Als Folge der Schlacht gaben die Franzosen die Stadt auf und ihre verbliebenen Truppen in Nordamerika gerieten unter immer stärker werdenden Druck der Briten. Zwar kämpften die Franzosen nach der Eroberung Québecs weiter und behielten in einigen Gefechten die Oberhand, doch die Briten gaben die strategisch wichtige Stadt nicht mehr preis. Mit dem Pariser Frieden 1763 gingen die meisten französischen Territorien im östlichen Nordamerika in britischen Besitz über.
Belagerung
1758 hatten die Briten die Festung Louisbourg auf der Kap-Breton-Insel, das Fort Duquesne im Ohio-Tal und das Fort Niagara am Ontariosee eingenommen. Die Franzosen waren eingekreist, konnten aber die gänzliche Eroberung Neufrankreichs mit dem Sieg in der Schlacht um Fort Carillon zunächst aufhalten. Als Misserfolg erwies sich die britische Blockade des Sankt-Lorenz-Stroms während des Winters, da es zahlreichen französischen Schiffen gelang, Nachschub nach Québec zu liefern. Im Mai 1759 begannen die Franzosen, die Bevölkerung zu evakuieren und sich zu verschanzen. Am 26. Juni landete die britische Flotte in der Umgebung Québecs, woraufhin die Soldaten die Île d’Orléans besetzten und dort das Hauptlager errichteten. Ein französischer Angriff auf die Flotte mit Brandern schlug fehl. Am darauf folgenden Tag besetzten die Briten auch das Südufer des Sankt-Lorenz-Stroms und begannen mit dem Aufbau von Artilleriebatterien.
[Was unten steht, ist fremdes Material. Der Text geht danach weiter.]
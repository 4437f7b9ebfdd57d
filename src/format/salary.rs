//! Salary formatter: currency symbol plus South-Asian magnitude suffixes.

/// Rendered in place of an amount that is zero or missing.
pub const NOT_AVAILABLE: &str = "N/A";

const CRORE: f64 = 10_000_000.0;
const LAKH: f64 = 100_000.0;
const THOUSAND: f64 = 1_000.0;

/// Returns the display symbol for an ISO currency code, or "" when unknown.
pub fn currency_symbol(code: &str) -> &'static str {
    match code {
        "INR" => "₹",
        "GBP" => "£",
        "USD" => "$",
        "EUR" => "€",
        "JPY" => "¥",
        "AUD" => "A$",
        "CAD" => "C$",
        _ => "",
    }
}

/// Renders an amount as `<symbol><n>[ cr| lakh| k]`.
///
/// Thresholds are checked from the largest down. Scaled values round half
/// away from zero (`f64::round`), so 250,000 renders as 3 lakh. Zero, NaN
/// and missing amounts render as "N/A", which means a true zero salary is
/// indistinguishable from no data.
pub fn format_salary(amount: Option<f64>, currency: &str) -> String {
    let amount = match amount {
        Some(a) if a != 0.0 && !a.is_nan() => a,
        _ => return NOT_AVAILABLE.to_string(),
    };
    let symbol = currency_symbol(currency);

    if amount >= CRORE {
        format!("{}{} cr", symbol, (amount / CRORE).round())
    } else if amount >= LAKH {
        format!("{}{} lakh", symbol, (amount / LAKH).round())
    } else if amount >= THOUSAND {
        format!("{}{} k", symbol, (amount / THOUSAND).round())
    } else {
        format!("{}{}", symbol, amount.round())
    }
}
Der britische Artilleriebeschuss vom gegenüberliegenden Ufer aus setzte am 12. Juli ein und hielt die nächsten zwei Monate unvermindert an. Der heftige Beschuss, dem die Franzosen kaum etwas entgegenzusetzen hatten, fand vor allem in den Nachtstunden statt und richtete große Schäden in der Stadt an. Zahlreiche Gebäude, darunter die Kathedrale Notre-Dame de Québec und die Kirche Notre-Dame-des-Victoires, wurden ein Raub der Flammen. Am 31. Juli versuchte General James Wolfe einen ersten ernsthaften Angriffsversuch auf das Nordufer. Die Briten landeten bei Beauport, wurden aber von den Franzosen zurückgeschlagen. Insgesamt forderte diese Schlacht von Beauport 443 Verluste auf britischer und 60 Verluste auf französischer Seite. Als Vergeltung befahl Wolfe die Zerstörung sämtlicher Häuser in einem mehrere Dutzend Kilometer langen Abschnitt entlang dem Südufer des Sankt-Lorenz-Stroms, ebenso nordöstlich von Beauport. Während diese Aktion im Gange war, entwarf er neue Angriffspläne und verwarf diese wieder. Seine Arbeit musste er aufgrund einer länger andauernden Krankheitsphase im August unterbrechen.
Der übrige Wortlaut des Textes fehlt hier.